My mother didn't find a man who made her happy until she was in her late 50s but she's tickled pink with her husband. I saw her married to my dad and now married to her second husband and I think I'll wait until I find the woman who makes me feel like this --->:happy:

Just keep living the life that makes you feel good, doing things you like and eventually you'll come across someone who likes those things too and likes you as well.


----------



## dollymix (Dec 27, 2009)

lol, I live in north jersey, born and raised. I have not run into any big guys .. most are juiced up (if you catch my drift).. oh where oh where ....


----------



## djudex (Dec 27, 2009)

I hear that Alberta, Canada has some big ol' boys but that could just be a rumour


----------



## dollymix (Dec 27, 2009)

yes I understand your point. I am a picky person and have dated a variety of men in my life.. I do know what I want and what I do not want.. I still am drawn more towards larger people just my preference. I just was putting it out there to see if anyone had advise is all.. thanks for the response ..
~dolly~


----------



## freakyfred (Dec 27, 2009)

psst, come to ireland 

lol


----------



## extra_fat_guy (Dec 28, 2009)

Well keep looking. We need more women looking for us.


----------



## mrfantasy90 (Dec 28, 2009)

You know its funny, I happen to know of an AWESOME bhm who just happens to be single.....


----------



## Sir Shrek (Dec 28, 2009)

Hop over the pond, you may see something you like lol


----------



## RJI (Dec 28, 2009)

Your up in North Jersey, thats your problem  
Everyone up there is image conscience fashion slaves in the shadow of Manhattan. Thus the reason they are all juiced and spray tanned.... LOL


----------



## Melian (Dec 28, 2009)

djudex said:


> I hear that Alberta, Canada has some big ol' boys but that could just be a rumour





freakyfred said:


> psst, come to ireland
> 
> lol





Sir Shrek said:


> Hop over the pond, you may see something you like lol



Ok, so when is a guy going to offer to go to HER?


----------



## OneWickedAngel (Dec 28, 2009)

Melian said:


> Ok, so when is a guy going to offer to go to HER?

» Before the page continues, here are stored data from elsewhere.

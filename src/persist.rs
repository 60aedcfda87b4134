use std::collections::HashMap;
use std::fs;
use std::path::{Path, PathBuf};
use std::sync::{Mutex, PoisonError};

use anyhow::{Context, Result};
use log::debug;

use crate::story::{Story, StoryId};

/// Where stories live between sessions. Calls complete before returning.
pub trait Persistence: Send + Sync {
    fn load(&self, id: &StoryId) -> Result<Option<Story>>;
    fn save(&self, story: &Story) -> Result<()>;
    /// Ids of every stored story, sorted.
    fn list(&self) -> Result<Vec<StoryId>>;
}

// ---------------------------------------------------------------------------
// In-memory
// ---------------------------------------------------------------------------

#[derive(Default)]
pub struct MemoryPersistence {
    stories: Mutex<HashMap<StoryId, Story>>,
}

impl MemoryPersistence {
    pub fn new() -> Self {
        Self::default()
    }
}

impl Persistence for MemoryPersistence {
    fn load(&self, id: &StoryId) -> Result<Option<Story>> {
        let stories = self.stories.lock().unwrap_or_else(PoisonError::into_inner);
        Ok(stories.get(id).cloned())
    }

    fn save(&self, story: &Story) -> Result<()> {
        let mut stories = self.stories.lock().unwrap_or_else(PoisonError::into_inner);
        stories.insert(story.id.clone(), story.clone());
        Ok(())
    }

    fn list(&self) -> Result<Vec<StoryId>> {
        let stories = self.stories.lock().unwrap_or_else(PoisonError::into_inner);
        let mut ids: Vec<StoryId> = stories.keys().cloned().collect();
        ids.sort();
        Ok(ids)
    }
}

// ---------------------------------------------------------------------------
// JSON files
// ---------------------------------------------------------------------------

/// One pretty-printed `<id>.json` file per story.
pub struct JsonDirPersistence {
    dir: PathBuf,
}

impl JsonDirPersistence {
    pub fn open(dir: impl Into<PathBuf>) -> Result<Self> {
        let dir = dir.into();
        fs::create_dir_all(&dir)
            .with_context(|| format!("failed to create story directory {}", dir.display()))?;
        Ok(Self { dir })
    }

    /// `<data dir>/branchtale`, or `./branchtale` when the platform has none.
    pub fn default_dir() -> PathBuf {
        let mut path = dirs::data_dir().unwrap_or_else(|| PathBuf::from("."));
        path.push("branchtale");
        path
    }

    pub fn dir(&self) -> &Path {
        &self.dir
    }

    fn path_for(&self, id: &StoryId) -> PathBuf {
        self.dir.join(format!("{id}.json"))
    }
}

impl Persistence for JsonDirPersistence {
    fn load(&self, id: &StoryId) -> Result<Option<Story>> {
        let path = self.path_for(id);
        if !path.exists() {
            return Ok(None);
        }
        let raw = fs::read_to_string(&path)
            .with_context(|| format!("failed to read {}", path.display()))?;
        let story = serde_json::from_str(&raw)
            .with_context(|| format!("failed to parse {}", path.display()))?;
        Ok(Some(story))
    }

    fn save(&self, story: &Story) -> Result<()> {
        let path = self.path_for(&story.id);
        let tmp = path.with_extension("json.tmp");
        let json = serde_json::to_string_pretty(story).context("failed to serialize story")?;
        fs::write(&tmp, json).with_context(|| format!("failed to write {}", tmp.display()))?;
        fs::rename(&tmp, &path)
            .with_context(|| format!("failed to move {} into place", tmp.display()))?;
        debug!("Saved story {} (version {})", story.id, story.version);
        Ok(())
    }

    fn list(&self) -> Result<Vec<StoryId>> {
        let entries = fs::read_dir(&self.dir)
            .with_context(|| format!("failed to list {}", self.dir.display()))?;
        let mut ids = Vec::new();
        for entry in entries {
            let path = entry?.path();
            if path.extension().and_then(|e| e.to_str()) != Some("json") {
                continue;
            }
            if let Some(stem) = path.file_stem().and_then(|s| s.to_str()) {
                ids.push(StoryId(stem.to_string()));
            }
        }
        ids.sort();
        Ok(ids)
    }
}

#[cfg(test)]
mod tests {
    use super::*;
    use crate::story::fixtures::story;

    #[test]
    fn json_dir_round_trips_and_lists() {
        let dir = tempfile::tempdir().unwrap();
        let store = JsonDirPersistence::open(dir.path()).unwrap();
        let story = story(&[("root", None, None), ("a", Some("root"), Some("Go"))]);

        assert!(store.load(&story.id).unwrap().is_none());
        store.save(&story).unwrap();

        assert_eq!(store.load(&story.id).unwrap(), Some(story.clone()));
        assert_eq!(store.list().unwrap(), vec![story.id.clone()]);
        assert!(!dir.path().join("story.json.tmp").exists());
    }

    #[test]
    fn json_dir_reports_corrupt_files() {
        let dir = tempfile::tempdir().unwrap();
        fs::write(dir.path().join("broken.json"), "{ not json").unwrap();
        let store = JsonDirPersistence::open(dir.path()).unwrap();

        let err = store.load(&"broken".into()).unwrap_err();
        assert!(format!("{err:#}").contains("failed to parse"));
    }

    #[test]
    fn memory_lists_sorted_ids() {
        let store = MemoryPersistence::new();
        let mut first = story(&[("root", None, None)]);
        first.id = "b".into();
        let mut second = first.clone();
        second.id = "a".into();
        store.save(&first).unwrap();
        store.save(&second).unwrap();

        assert_eq!(store.list().unwrap(), vec![StoryId::from("a"), StoryId::from("b")]);
    }
}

THANK YOU!! I was just about to post the same thing!


----------



## RJI (Dec 28, 2009)

Melian said:


> Ok, so when is a guy going to offer to go to HER?




Haven't you heard.... chivalry is dead


----------



## OneWickedAngel (Dec 28, 2009)

RJI said:


> Haven't you heard.... chivalry is dead



You must already have a woman RJI. Why just put your foot in your mouth to someone within your own state? 

View attachment dims_dolly.jpg


View attachment dims_rji.jpg


----------



## djudex (Dec 28, 2009)

Melian said:


> Ok, so when is a guy going to offer to go to HER?



I'm on the terrorist watch list, my real name is Machmoud El Hasbeenphat.


----------



## Melian (Dec 28, 2009)

djudex said:


> I'm on the terrorist watch list, my real name is Machmoud El Hasbeenphat.



I almost believe you. LOL!


----------



## RJI (Dec 28, 2009)

djudex said:


> I'm on the terrorist watch list, my real name is Machmoud El Hasbeenphat.



Eh, nobody is checking at the Canadian border.... :doh:

I have a few cousins from Italy who get deported every few years and they just fly back to Canada and make their way here.


----------



## RJI (Dec 28, 2009)

OneWickedAngel said:


> You must already have a woman RJI. Why just put your foot in your mouth to someone within your own state?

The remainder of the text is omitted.